A Congregational Letter to Morgan’s Point and Forks Road East United Churches
It was great to connect in with so many of you by phone and text this week. Folks from both congregations are doing well and keeping busy with a variety of activities. I know Ted and I will be putting up our Christmas Tree this week as we approach the 1st Sunday in Advent. Today, Nov. 22nd, is Christ the King Sunday. It is the last Sunday in our Church calendar year, and a day in which we celebrate Christ as our King. Next Sunday, Advent 1, begins a new liturgical year for us in the Christian tradition.
My sermon this week is based on Matthew 25: 31-46, and is entitled “Acts of Kindness”. There is a wonderful tradition in the Jewish faith called chesed (pronounced heh-sed). Chesed is a Hebrew word that is roughly translated as “acts of kindness.” It’s where the Hasidic Jews get their name. They believe faith is best known by what you do, not by what you say. So, they bear witness to the love of God by practising acts of kindness.

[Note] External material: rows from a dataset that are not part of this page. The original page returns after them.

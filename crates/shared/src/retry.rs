//! 退避策略
//!
//! 分发队列的任务重试、Kafka 消息重新处理都基于同一个指数退避模型：
//! 第 n 次重试等待 `initial_delay * multiplier^(n-1)`，不超过 `max_delay`。

use std::time::Duration;

/// 重试策略配置
#[derive(Debug, Clone, PartialEq)]
pub struct RetryPolicy {
    /// 最大投递次数（含首次执行）
    pub max_attempts: u32,
    /// 首次重试前的等待时间
    pub initial_delay: Duration,
    /// 退避时间上限
    pub max_delay: Duration,
    /// 每次重试的退避倍数
    pub multiplier: f64,
}

impl Default for RetryPolicy {
    /// 分发任务默认策略：共 3 次投递，2s 起步指数翻倍（2s、4s、8s...）
    fn default() -> Self {
        Self {
            max_attempts: 3,
            initial_delay: Duration::from_secs(2),
            max_delay: Duration::from_secs(300),
            multiplier: 2.0,
        }
    }
}

impl RetryPolicy {
    /// 指数退避，`base_delay * 2^(n-1)`
    pub fn exponential(max_attempts: u32, base_delay: Duration) -> Self {
        Self {
            max_attempts,
            initial_delay: base_delay,
            ..Self::default()
        }
    }

    /// Kafka 消息重新处理策略：不限次数，300ms 起步，封顶 30s
    pub fn redelivery() -> Self {
        Self {
            max_attempts: u32::MAX,
            initial_delay: Duration::from_millis(300),
            max_delay: Duration::from_secs(30),
            multiplier: 2.0,
        }
    }

    /// 计算第 N 次退避的等待时间（attempt 从 0 开始）
    ///
    /// 公式: initial_delay * multiplier^attempt，结果不超过 max_delay。
    pub fn delay_for_attempt(&self, attempt: u32) -> Duration {
        let base_ms = self.initial_delay.as_millis() as f64;
        let exponent = attempt.min(i32::MAX as u32) as i32;
        let delay_ms = base_ms * self.multiplier.powi(exponent);
        let capped_ms = delay_ms.min(self.max_delay.as_millis() as f64);
        Duration::from_millis(capped_ms as u64)
    }

    /// 第 `attempts_made` 次投递失败后到下一次投递之间的等待时间
    ///
    /// attempts_made 从 1 开始：第 1 次失败等 2s，第 2 次失败等 4s。
    pub fn backoff_after(&self, attempts_made: u32) -> Duration {
        self.delay_for_attempt(attempts_made.saturating_sub(1))
    }

    /// 已投递 attempts_made 次后是否还能再投递
    pub fn should_retry(&self, attempts_made: u32) -> bool {
        attempts_made < self.max_attempts
    }
}
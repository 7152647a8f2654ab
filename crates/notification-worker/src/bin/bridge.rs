//! 事件桥接进程
//!
//! 消费 Kafka 中的 `notification.created` 事件，推进通知状态并写入分发队列。

use std::sync::Arc;

use anyhow::Result;
use notify_shared::{
    config::AppConfig, database::Database, observability, redis_pool::RedisPool,
};
use tokio::signal;
use tokio::sync::watch;
use tracing::{error, info};

use notification_worker::{
    bridge::BridgeConsumer,
    bus::{EventBus, KafkaEventBus},
    queue::{JobOptions, RedisDispatchQueue},
    store::PgNotificationRepository,
};

#[tokio::main]
async fn main() -> Result<()> {
    // 1. 加载配置
    let config = AppConfig::load("notification-bridge").unwrap_or_else(|e| {
        eprintln!("加载配置失败，使用默认配置: {e}");
        AppConfig::default()
    });

    // 2. 初始化日志与指标
    let obs_config = config
        .observability
        .clone()
        .with_service_name(&config.service_name);
    let _guard = observability::init(&obs_config).await?;

    info!(
        environment = %config.environment,
        topic = %config.kafka.topic,
        group_id = %config.kafka.consumer_group,
        "事件桥接进程启动中"
    );

    // 3. 初始化存储与队列
    let db = Database::connect(&config.database).await?;
    db.run_migrations().await?;
    let redis = RedisPool::connect(&config.redis).await?;
    redis.health_check().await?;

    let bridge = Arc::new(BridgeConsumer::new(
        Arc::new(PgNotificationRepository::new(db.pool().clone())),
        Arc::new(RedisDispatchQueue::new(&redis, &config.queue)),
        JobOptions::from_config(&config.queue),
    ));

    // 4. 创建 Kafka 事件总线
    let bus = KafkaEventBus::new(&config.kafka)?;

    // 5. 注册关闭信号
    let (shutdown_tx, shutdown_rx) = watch::channel(false);
    tokio::spawn(async move {
        if let Err(e) = signal::ctrl_c().await {
            error!(error = %e, "监听关闭信号失败");
        }
        info!("收到关闭信号，停止消费事件");
        let _ = shutdown_tx.send(true);
    });

    // 6. 消费直到关闭
    bus.subscribe(bridge, shutdown_rx).await?;

    db.close().await;
    info!("事件桥接进程已停止");
    Ok(())
}
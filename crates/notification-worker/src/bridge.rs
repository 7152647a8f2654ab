//! 桥接消费者
//!
//! 订阅 `notification.created` 事件，把通知从 PENDING 推进到 PROCESSING，
//! 并为其生成第一次投递的分发任务。
//!
//! 处理顺序是先迁移状态再入队：入队失败时事件会被重投，
//! 届时状态已是 PROCESSING，再次入队即可；任务 id 等于通知 id，重复入队是空操作。

use std::sync::Arc;

use async_trait::async_trait;
use notify_shared::error::{NotifyError, Result};
use notify_shared::events::NotificationCreatedEvent;
use notify_shared::models::NotificationStatus;
use notify_shared::observability::metrics;
use tracing::{debug, info, warn};

use crate::bus::EventHandler;
use crate::queue::{DispatchJob, DispatchQueue, JobOptions};
use crate::store::NotificationRepository;

pub struct BridgeConsumer {
    notifications: Arc<dyn NotificationRepository>,
    queue: Arc<dyn DispatchQueue>,
    options: JobOptions,
}

impl BridgeConsumer {
    pub fn new(
        notifications: Arc<dyn NotificationRepository>,
        queue: Arc<dyn DispatchQueue>,
        options: JobOptions,
    ) -> Self {
        Self {
            notifications,
            queue,
            options,
        }
    }

    /// 基础设施错误返回 Err 让事件重投，其余错误记录后确认
    fn retry_or_ack(event: &NotificationCreatedEvent, stage: &str, err: NotifyError) -> Result<()> {
        if err.is_retryable() {
            warn!(notification_id = %event.id, stage, code = err.code(), error = %err, "桥接处理失败，等待事件重投");
            metrics::record_bridge_event("error");
            return Err(err);
        }

        warn!(notification_id = %event.id, stage, code = err.code(), error = %err, "桥接处理失败且不可重试，确认事件");
        metrics::record_bridge_event("dropped");
        Ok(())
    }
}

#[async_trait]
impl EventHandler for BridgeConsumer {
    async fn handle(&self, event: NotificationCreatedEvent) -> Result<()> {
        if let Err(e) = event
            .recipient
            .address_for(event.channel)
            .and_then(|_| event.content.validate())
        {
            warn!(
                notification_id = %event.id,
                channel = %event.channel,
                error = %e,
                "事件内容无效，已丢弃"
            );
            metrics::record_bridge_event("dropped");
            return Ok(());
        }

        let status = match self.notifications.mark_processing(event.id).await {
            Ok(status) => status,
            Err(e) => return Self::retry_or_ack(&event, "mark_processing", e),
        };

        match status {
            None => {
                warn!(notification_id = %event.id, "通知不存在，事件已丢弃");
                metrics::record_bridge_event("dropped");
                return Ok(());
            }
            Some(status @ (NotificationStatus::Sent | NotificationStatus::Failed)) => {
                debug!(notification_id = %event.id, %status, "通知已有投递结果，不再入队");
                metrics::record_bridge_event("terminal");
                return Ok(());
            }
            Some(_) => {}
        }

        let job = DispatchJob::from_event(&event);
        match self.queue.enqueue(job, self.options.clone()).await {
            Ok(true) => {
                info!(
                    notification_id = %event.id,
                    channel = %event.channel,
                    "通知已进入分发队列"
                );
                metrics::record_bridge_event("enqueued");
                Ok(())
            }
            Ok(false) => {
                debug!(notification_id = %event.id, "分发任务已存在，忽略重复事件");
                metrics::record_bridge_event("duplicate");
                Ok(())
            }
            Err(e) => Self::retry_or_ack(&event, "enqueue", e),
        }
    }
}
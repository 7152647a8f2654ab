//! 共享库
//!
//! 包含通知服务各进程共用的配置、错误处理、数据库连接、Redis 连接、Kafka、
//! 重试策略、领域模型与可观测性等基础设施代码。

pub mod config;
pub mod database;
pub mod error;
pub mod events;
pub mod kafka;
pub mod models;
pub mod observability;
pub mod redis_pool;
pub mod retry;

Chesed also lies at the heart of the Christian faith. What we believe, is best seen by what we do – acts of kindness - although as Christians we do good deeds, not to win brownie points, but to show gratitude for God’s grace and love. John said it best when he said: “We love him because he first loved us.” (1 John 4:19) As Christians we also believe that in serving others, we are actually serving Christ himself. In fact, if we look carefully, we can see a reflection of Jesus in the faces of all those we meet. Sharing the gift of kindness is well within our reach. It’s something each of us can do every day.
I like to think it’s the little acts of kindness that often go unnoticed that have the best chance of transforming the world around us into the kingdom of God. God calls us to share the gift of chesed – to practice random acts of kindness in Jesus’ name. To do so is to honour Christ, and help fulfill his mission of reconciling the world to God. As importantly, sharing the gift of kindness transforms us, and brings us together in a spirit of caring and compassionate community in thanksgiving for all God has done for us.
Remember, also, that as we pray for one another every morning at 10:30, God grants us wisdom, love and peace to hold each other in God’s infinite love and care.
Much love and care to you all. Keep well and safe.